_WHAT YOU WILL DO_: Only lines with the word "points" belong in the answer; copy them from the records below.

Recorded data
▼

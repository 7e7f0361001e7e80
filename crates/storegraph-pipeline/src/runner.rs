//! Scenario execution: wiring the pipeline stages per configuration
//!
//! A scenario run is one linear pass: filter the cleaned records, apply
//! the optional top-group pre-selection, aggregate (or project record
//! columns), rank or compute growth, translate category labels, and hand
//! back the finished [`RenderTable`]. An empty table is a valid result;
//! it is the "no data" signal, never an error.

use crate::aggregator::{self, Aggregator, SummaryRow, SummaryTable};
use crate::dataset;
use crate::fields;
use crate::filter::RowFilter;
use crate::gate::DisplayGate;
use crate::growth::{self, GrowthInput};
use crate::normalizer::Normalizer;
use crate::ranker;
use crate::table::{CellValue, RenderColumn, RenderTable};
use crate::translator::LabelTranslator;
use std::path::Path;
use storegraph_common::{AppRecord, Period, Result, StoregraphError};
use storegraph_config::{
    DatasetConfig, Field, GroupField, GrowthSpec, HighlightRule, ScenarioConfig,
};
use tracing::{debug, instrument};

/// Load and clean the configured dataset in one pass
#[instrument(skip(config))]
pub fn load_dataset(config: &DatasetConfig) -> Result<Vec<AppRecord>> {
    let raw = dataset::load_records(Path::new(&config.path))?;
    let normalizer = Normalizer::from_config(config);
    Ok(normalizer.normalize_all(&raw))
}

/// Runs one configured scenario against cleaned records
pub struct ScenarioRunner<'a> {
    config: &'a ScenarioConfig,
    filter: RowFilter,
    translator: LabelTranslator,
}

impl<'a> ScenarioRunner<'a> {
    /// Compile the scenario's filter rules; bad rule operands or regexes
    /// surface here as configuration errors
    pub fn new(config: &'a ScenarioConfig) -> Result<Self> {
        let filter = RowFilter::compile(&config.filter)?;
        let translator = LabelTranslator::new(config.translations.clone());
        Ok(Self {
            config,
            filter,
            translator,
        })
    }

    /// The scenario's display gate
    pub fn gate(&self) -> Result<DisplayGate> {
        DisplayGate::from_config(&self.config.gate)
    }

    /// Execute the full pipeline for this scenario
    #[instrument(skip(self, records), fields(scenario = %self.config.name))]
    pub fn run(&self, records: &[AppRecord]) -> Result<RenderTable> {
        let mut selected = self.filter.apply(records);

        if let Some(top) = &self.config.top_groups {
            let keys = ranker::top_group_keys(&selected, top)?;
            let by = GroupField::Column(top.by);
            selected.retain(|record| {
                aggregator::group_key(&by, record)
                    .map(|key| keys.contains(&key))
                    .unwrap_or(false)
            });
            debug!(
                groups = keys.len(),
                selected = selected.len(),
                "Restricted to top groups"
            );
        }

        if self.config.group_by.is_empty() {
            Ok(self.record_table(&selected))
        } else {
            self.summary_table(&selected)
        }
    }

    /// Filtered-records projection for scenarios without aggregation
    fn record_table(&self, records: &[&AppRecord]) -> RenderTable {
        let mut columns: Vec<RenderColumn> = self
            .config
            .record_columns
            .iter()
            .map(|field| {
                let name = fields::column_name(*field);
                if fields::is_textual(*field) {
                    RenderColumn::categorical(name)
                } else {
                    RenderColumn::numeric(name)
                }
            })
            .collect();
        if self.config.highlight.is_some() {
            columns.push(RenderColumn::flag("Highlight"));
        }

        let mut table = RenderTable::new(self.config.name.clone(), columns);
        for record in records {
            let mut row: Vec<CellValue> = self
                .config
                .record_columns
                .iter()
                .map(|field| self.record_cell(*field, record))
                .collect();
            if let Some(rule) = &self.config.highlight {
                row.push(CellValue::Flag(self.record_highlight(rule, record)));
            }
            table.push_row(row);
        }
        table
    }

    fn record_cell(&self, field: Field, record: &AppRecord) -> CellValue {
        if fields::is_textual(field) {
            match fields::text(field, record) {
                Some(value) if field == Field::Category => {
                    CellValue::Text(self.translator.translate_owned(value))
                }
                Some(value) => CellValue::Text(value.to_string()),
                None => CellValue::Null,
            }
        } else {
            CellValue::from_option(fields::numeric(field, record))
        }
    }

    /// Highlight rules reference raw field values, not translated labels
    fn record_highlight(&self, rule: &HighlightRule, record: &AppRecord) -> bool {
        match rule {
            HighlightRule::KeyEquals { column, value } => self
                .config
                .record_columns
                .iter()
                .find(|field| fields::column_name(**field) == column)
                .and_then(|field| fields::text(*field, record))
                .map(|v| v == value)
                .unwrap_or(false),
            HighlightRule::MetricAbove { .. } => false,
        }
    }

    /// Aggregation path: group, reduce, then rank or compute growth
    fn summary_table(&self, records: &[&AppRecord]) -> Result<RenderTable> {
        let aggregator = Aggregator::new(&self.config.group_by, &self.config.metrics);
        let summary = aggregator.aggregate(records);

        if let Some(growth_spec) = &self.config.growth {
            return self.growth_table(summary, growth_spec);
        }

        let summary = match &self.config.rank {
            Some(rank_spec) => ranker::rank(summary, rank_spec)?,
            None => summary,
        };

        let mut columns: Vec<RenderColumn> = summary
            .key_columns
            .iter()
            .map(|name| RenderColumn::categorical(name.clone()))
            .collect();
        columns.extend(
            summary
                .metric_columns
                .iter()
                .map(|name| RenderColumn::numeric(name.clone())),
        );
        if self.config.highlight.is_some() {
            columns.push(RenderColumn::flag("Highlight"));
        }

        let mut table = RenderTable::new(self.config.name.clone(), columns);
        for row in &summary.rows {
            let mut cells: Vec<CellValue> = row
                .keys
                .iter()
                .map(|key| CellValue::Text(self.translator.translate_owned(key)))
                .collect();
            cells.extend(row.values.iter().map(|v| CellValue::from_option(*v)));
            if let Some(rule) = &self.config.highlight {
                cells.push(CellValue::Flag(self.summary_highlight(rule, &summary, row)));
            }
            table.push_row(cells);
        }
        Ok(table)
    }

    fn summary_highlight(
        &self,
        rule: &HighlightRule,
        summary: &SummaryTable,
        row: &SummaryRow,
    ) -> bool {
        match rule {
            HighlightRule::MetricAbove { metric, threshold } => summary
                .metric_index(metric)
                .and_then(|index| row.values[index])
                .map(|value| value > *threshold)
                .unwrap_or(false),
            HighlightRule::KeyEquals { column, value } => summary
                .key_columns
                .iter()
                .position(|c| c == column)
                .map(|index| row.keys[index] == *value)
                .unwrap_or(false),
        }
    }

    /// Growth path: per-group period series over the aggregated metric
    fn growth_table(&self, summary: SummaryTable, spec: &GrowthSpec) -> Result<RenderTable> {
        let metric_index = summary.metric_index(&spec.metric).ok_or_else(|| {
            StoregraphError::validation(format!("unknown growth metric '{}'", spec.metric))
        })?;
        let period_index = self
            .config
            .group_by
            .iter()
            .position(GroupField::is_period)
            .ok_or_else(|| {
                StoregraphError::validation("growth requires grouping by period")
            })?;
        let group_index = (0..self.config.group_by.len()).find(|i| *i != period_index);

        let mut inputs = Vec::with_capacity(summary.rows.len());
        for row in &summary.rows {
            let period: Period = row.keys[period_index].parse()?;
            let group = group_index
                .map(|index| row.keys[index].clone())
                .unwrap_or_default();
            inputs.push(GrowthInput {
                group,
                period,
                value: row.values[metric_index].unwrap_or(0.0),
            });
        }

        let points = growth::compute(inputs, spec);

        let mut columns = vec![RenderColumn::categorical("Period")];
        if let Some(index) = group_index {
            columns.push(RenderColumn::categorical(summary.key_columns[index].clone()));
        }
        columns.push(RenderColumn::numeric(spec.metric.clone()));
        columns.push(RenderColumn::numeric("MoM_Growth"));
        if spec.highlight_above_pct.is_some() {
            columns.push(RenderColumn::flag("Highlight"));
        }

        let mut table = RenderTable::new(self.config.name.clone(), columns);
        for point in points {
            let mut cells = vec![CellValue::Text(point.period.to_string())];
            if group_index.is_some() {
                cells.push(CellValue::Text(self.translator.translate_owned(&point.group)));
            }
            cells.push(CellValue::Number(point.value));
            cells.push(CellValue::from_option(point.pct_change));
            if spec.highlight_above_pct.is_some() {
                cells.push(CellValue::Flag(point.highlight));
            }
            table.push_row(cells);
        }
        Ok(table)
    }
}

/// Convenience wrapper: compile and run a scenario in one call
pub fn run_scenario(config: &ScenarioConfig, records: &[AppRecord]) -> Result<RenderTable> {
    ScenarioRunner::new(config)?.run(records)
}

▲

_RESPONSE BELOW_:
        let points = growth::compute(inputs, spec);
        for point in points {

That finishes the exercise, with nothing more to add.